Il y a une limite de l'aide à hauteur de 80% de l’opération, les 20% restants à la charge du demandeur. Ainsi 304 demandes de renouvellement seulement sont déposées. Ensuite 104 retireront leur candidature à cause du capital trop important à apporter. Ainsi, en 1961, la S.R.P.F. n'a réalisé que le renouvellement que de 200 bateaux de bois par des unités en acier. Il y a eu 2 tranches de 100 bateaux chacune. En 1960 une troisième tranche de 25 bateaux seulement est commandée.

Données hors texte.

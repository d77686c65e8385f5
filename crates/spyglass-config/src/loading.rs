//! Configuration loading and merging logic.

use std::fs;
use std::path::{Path, PathBuf};

use tracing::debug;

use crate::errors::ConfigError;
use crate::types::{AppConfig, DiffConfig, SpyglassConfig, WaitConfig};
use crate::validation::validate_config;

/// Load configuration from the hierarchy of config files.
///
/// Loads and merges configuration from:
/// 1. Default values
/// 2. User config (`~/.spyglass/config.toml`)
/// 3. Project config (`./.spyglass/config.toml`)
///
/// # Errors
///
/// Returns an error if a file exists but cannot be parsed, or if the
/// merged result fails validation. Missing config files are not errors.
pub fn load_hierarchy() -> Result<SpyglassConfig, ConfigError> {
    let mut config = SpyglassConfig::default();

    if let Some(path) = user_config_path() {
        if let Some(user_config) = load_config_file(&path)? {
            debug!(event = "config.user_loaded", path = %path.display());
            config = merge_configs(config, user_config);
        }
    }

    let project_path = project_config_path();
    if let Some(project_config) = load_config_file(&project_path)? {
        debug!(event = "config.project_loaded", path = %project_path.display());
        config = merge_configs(config, project_config);
    }

    validate_config(&config)?;

    Ok(config)
}

fn user_config_path() -> Option<PathBuf> {
    dirs::home_dir().map(|home| home.join(".spyglass").join("config.toml"))
}

fn project_config_path() -> PathBuf {
    PathBuf::from(".spyglass").join("config.toml")
}

/// Load a configuration file. A missing file is `Ok(None)`; an
/// unreadable or unparsable file is an error.
fn load_config_file(path: &Path) -> Result<Option<SpyglassConfig>, ConfigError> {
    let content = match fs::read_to_string(path) {
        Ok(content) => content,
        Err(e) if e.kind() == std::io::ErrorKind::NotFound => return Ok(None),
        Err(e) => {
            return Err(ConfigError::IoError {
                message: format!("'{}': {}", path.display(), e),
            });
        }
    };

    let config: SpyglassConfig =
        toml::from_str(&content).map_err(|e| ConfigError::ConfigParseError {
            message: format!("'{}': {}", path.display(), e),
        })?;

    Ok(Some(config))
}

/// Merge two configurations, with `override_config` taking precedence.
///
/// Optional fields from the override replace base values only when
/// present.
pub fn merge_configs(base: SpyglassConfig, override_config: SpyglassConfig) -> SpyglassConfig {
    SpyglassConfig {
        platform: override_config.platform.or(base.platform),
        app: AppConfig {
            bundle_id: override_config.app.bundle_id.or(base.app.bundle_id),
            webview_marker: override_config
                .app
                .webview_marker
                .or(base.app.webview_marker),
        },
        wait: WaitConfig {
            condition_timeout_ms: override_config
                .wait
                .condition_timeout_ms
                .or(base.wait.condition_timeout_ms),
            poll_interval_ms: override_config
                .wait
                .poll_interval_ms
                .or(base.wait.poll_interval_ms),
            probe_timeout_ms: override_config
                .wait
                .probe_timeout_ms
                .or(base.wait.probe_timeout_ms),
            web_settle_ms: override_config
                .wait
                .web_settle_ms
                .or(base.wait.web_settle_ms),
        },
        diff: DiffConfig {
            grid_size: override_config.diff.grid_size.or(base.diff.grid_size),
            tolerance: override_config.diff.tolerance.or(base.diff.tolerance),
        },
    }
}
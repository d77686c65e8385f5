use tracing_subscriber::EnvFilter;

/// Initialize logging for a verification session.
///
/// Respects `RUST_LOG` for filtering (default `info`). Set
/// `SPYGLASS_LOG_FORMAT=json` for machine-readable output; the default
/// is human-readable compact output on stderr.
///
/// Safe to call once per process; subsequent calls are ignored.
pub fn init_logging() {
    let filter = EnvFilter::try_from_default_env().unwrap_or_else(|_| EnvFilter::new("info"));

    let json = std::env::var("SPYGLASS_LOG_FORMAT")
        .map(|v| v.eq_ignore_ascii_case("json"))
        .unwrap_or(false);

    let builder = tracing_subscriber::fmt()
        .with_env_filter(filter)
        .with_writer(std::io::stderr);

    let result = if json {
        builder.json().try_init()
    } else {
        builder.compact().try_init()
    };

    // A subscriber may already be installed (embedding test runner);
    // that is not an error worth surfacing.
    let _ = result;
}
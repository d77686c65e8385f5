use crate::context::ContextError;
use crate::errors::SpyglassError;
use spyglass_driver::DriverError;

#[derive(Debug, thiserror::Error)]
pub enum ScreenError {
    #[error("Control '{control}' on screen '{screen}' was not interactable after {timeout_ms}ms")]
    ControlUnavailable {
        screen: &'static str,
        control: &'static str,
        timeout_ms: u64,
    },

    #[error("Screen '{screen}' was still open after {timeout_ms}ms")]
    StillOpen {
        screen: &'static str,
        timeout_ms: u64,
    },

    #[error("Photo index {index} out of range: gallery shows {count} photos")]
    PhotoIndexOutOfRange { index: usize, count: usize },

    #[error(transparent)]
    Context(#[from] ContextError),

    #[error(transparent)]
    Driver(#[from] DriverError),
}

impl SpyglassError for ScreenError {
    fn error_code(&self) -> &'static str {
        match self {
            ScreenError::ControlUnavailable { .. } => "SCREEN_CONTROL_UNAVAILABLE",
            ScreenError::StillOpen { .. } => "SCREEN_STILL_OPEN",
            ScreenError::PhotoIndexOutOfRange { .. } => "SCREEN_PHOTO_INDEX_OUT_OF_RANGE",
            ScreenError::Context(e) => e.error_code(),
            ScreenError::Driver(e) => e.error_code(),
        }
    }

    fn is_user_error(&self) -> bool {
        matches!(
            self,
            ScreenError::ControlUnavailable { .. }
                | ScreenError::StillOpen { .. }
                | ScreenError::PhotoIndexOutOfRange { .. }
        )
    }
}

#[cfg(test)]
mod tests {
    use super::*;

    #[test]
    fn test_control_unavailable_display() {
        let error = ScreenError::ControlUnavailable {
            screen: "android_camera2",
            control: "shutter",
            timeout_ms: 5_000,
        };
        assert_eq!(
            error.to_string(),
            "Control 'shutter' on screen 'android_camera2' was not interactable after 5000ms"
        );
        assert_eq!(error.error_code(), "SCREEN_CONTROL_UNAVAILABLE");
        assert!(error.is_user_error());
    }

    #[test]
    fn test_photo_index_display() {
        let error = ScreenError::PhotoIndexOutOfRange { index: 9, count: 3 };
        assert_eq!(
            error.to_string(),
            "Photo index 9 out of range: gallery shows 3 photos"
        );
        assert!(error.is_user_error());
    }

    #[test]
    fn test_nested_context_error_code_passes_through() {
        let error: ScreenError = ContextError::WebviewUnavailable {
            timeout_ms: 5_000,
            contexts: vec![],
        }
        .into();
        assert_eq!(error.error_code(), "CONTEXT_WEBVIEW_UNAVAILABLE");
        assert!(!error.is_user_error());
    }
}
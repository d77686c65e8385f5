use async_trait::async_trait;

use spyglass_driver::Selector;

use crate::screen::errors::ScreenError;
use crate::screen::flows;
use crate::screen::traits::{GalleryScreen, NativeScreen, ScreenFamily};
use crate::session::Session;

/// The stock iOS Photos picker sheet.
pub struct IosGallery {
    root: Selector,
    photo: Selector,
    exit: Selector,
}

impl IosGallery {
    pub fn new() -> Self {
        Self {
            root: Selector::from("//XCUIElementTypeNavigationBar[@name=\"Photos\"]"),
            photo: Selector::from("//XCUIElementTypeImage[@name='PXGGridLayout-Info']"),
            exit: Selector::from("//XCUIElementTypeButton[@name='Cancel']"),
        }
    }
}

impl Default for IosGallery {
    fn default() -> Self {
        Self::new()
    }
}

impl NativeScreen for IosGallery {
    fn name(&self) -> &'static str {
        "ios_gallery"
    }

    fn family(&self) -> ScreenFamily {
        ScreenFamily::Gallery
    }

    fn root(&self) -> &Selector {
        &self.root
    }
}

#[async_trait]
impl GalleryScreen for IosGallery {
    async fn choose_photo(&self, session: &Session, index: usize) -> Result<(), ScreenError> {
        flows::choose_photo_flow(session, self, &self.photo, index).await
    }

    async fn dismiss(&self, session: &Session) -> Result<(), ScreenError> {
        flows::dismiss_with_button(session, self, &self.exit).await
    }
}
use std::future::Future;

use tokio::time::{Instant, sleep};
use tracing::debug;

use spyglass_driver::{DriverError, Selector, UiDriver};

use super::types::PollSpec;

/// Wait until `probe` reports `true`.
///
/// The probe is evaluated immediately; if it already holds, this
/// returns `Ok(true)` without sleeping. Otherwise the loop sleeps one
/// poll interval, re-evaluates, and gives up with `Ok(false)` once the
/// elapsed time strictly exceeds the budget. A probe satisfied exactly
/// at the boundary still counts as success on its poll tick.
///
/// Timeout is a value, never an error. A probe error propagates
/// immediately.
pub async fn wait_for<F, Fut, E>(spec: &PollSpec, probe: F) -> Result<bool, E>
where
    F: FnMut() -> Fut,
    Fut: Future<Output = Result<bool, E>>,
{
    wait_until(spec, true, probe).await
}

/// Dual of [`wait_for`]: wait until `probe` reports `false`.
pub async fn wait_for_absence<F, Fut, E>(spec: &PollSpec, probe: F) -> Result<bool, E>
where
    F: FnMut() -> Fut,
    Fut: Future<Output = Result<bool, E>>,
{
    wait_until(spec, false, probe).await
}

async fn wait_until<F, Fut, E>(spec: &PollSpec, target: bool, mut probe: F) -> Result<bool, E>
where
    F: FnMut() -> Fut,
    Fut: Future<Output = Result<bool, E>>,
{
    let start = Instant::now();

    if probe().await? == target {
        debug!(
            event = "core.wait.satisfied",
            target,
            elapsed_ms = 0u64
        );
        return Ok(true);
    }

    loop {
        sleep(spec.interval()).await;

        if probe().await? == target {
            debug!(
                event = "core.wait.satisfied",
                target,
                elapsed_ms = start.elapsed().as_millis() as u64
            );
            return Ok(true);
        }

        let elapsed = start.elapsed();
        if elapsed > spec.timeout() {
            debug!(
                event = "core.wait.timed_out",
                target,
                elapsed_ms = elapsed.as_millis() as u64,
                timeout_ms = spec.timeout_ms()
            );
            return Ok(false);
        }
    }
}

/// Wait until an element matching `selector` is present in the active
/// context.
pub async fn until_present(
    driver: &dyn UiDriver,
    selector: &Selector,
    spec: &PollSpec,
) -> Result<bool, DriverError> {
    wait_for(spec, move || async move {
        driver.is_present(selector, true).await
    })
    .await
}

/// Wait until no element matching `selector` remains in the active
/// context.
pub async fn until_gone(
    driver: &dyn UiDriver,
    selector: &Selector,
    spec: &PollSpec,
) -> Result<bool, DriverError> {
    wait_for_absence(spec, move || async move {
        driver.is_present(selector, true).await
    })
    .await
}

/// Wait until an element matching `selector` is present and occupies
/// on-screen area, i.e. can receive a tap.
pub async fn until_clickable(
    driver: &dyn UiDriver,
    selector: &Selector,
    spec: &PollSpec,
) -> Result<bool, DriverError> {
    wait_for(spec, move || async move {
        if !driver.is_present(selector, true).await? {
            return Ok(false);
        }
        match driver.element_rect(selector).await {
            Ok(rect) => Ok(rect.has_area()),
            // The element can vanish between the presence check and the
            // rect query; that is "not clickable yet", not a failure.
            Err(DriverError::NoSuchElement { .. }) | Err(DriverError::StaleElement { .. }) => {
                Ok(false)
            }
            Err(e) => Err(e),
        }
    })
    .await
}
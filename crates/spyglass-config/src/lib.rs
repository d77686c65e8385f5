//! Configuration for spyglass.
//!
//! Configuration is loaded in the following order (later sources
//! override earlier ones):
//! 1. **Hardcoded defaults** - built-in fallback values
//! 2. **User config** - `~/.spyglass/config.toml` (global preferences)
//! 3. **Project config** - `./.spyglass/config.toml` (per-suite
//!    overrides)
//!
//! Every optional field has an accessor that applies the built-in
//! default, so consumers never see a half-configured value.

mod errors;
mod loading;
mod types;
mod validation;

pub use errors::ConfigError;
pub use loading::{load_hierarchy, merge_configs};
pub use types::{AppConfig, DiffConfig, SpyglassConfig, WaitConfig};
pub use validation::validate_config;
mod errors;
mod handler;
mod recovery;
mod types;

pub use errors::ContextError;
pub use handler::ContextSwitcher;
pub use recovery::{ContextRecovery, NoRecovery, RelaunchRecovery, recovery_for};
pub use types::{DriverContext, NATIVE_CONTEXT};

Les 200 bateaux de canal que la S.R.P.F. a fait construire « au titre des deux premières tranches du renouvellement » ont été commandés ainsi : - 136 bateaux aux Forges de Strasbourg pour les coques, le tillac par un négociant en bois de Strasbourg, le logement par un menuisier de Paris et les écoutilles par un chantier de Conflans, - 35 bateaux aux établissements Leffer de Sarrebrück, - 19 bateaux aux établissements Loeffer et aux chantiers Broutin et Mourlon, tous deux de Meurthe-et-Moselle. Les premiers fabriquant les arrières et les avants et les seconds fabriquant les parties centrales des bateaux et assemblant le tout, - 10 unités à la S.C.A.R.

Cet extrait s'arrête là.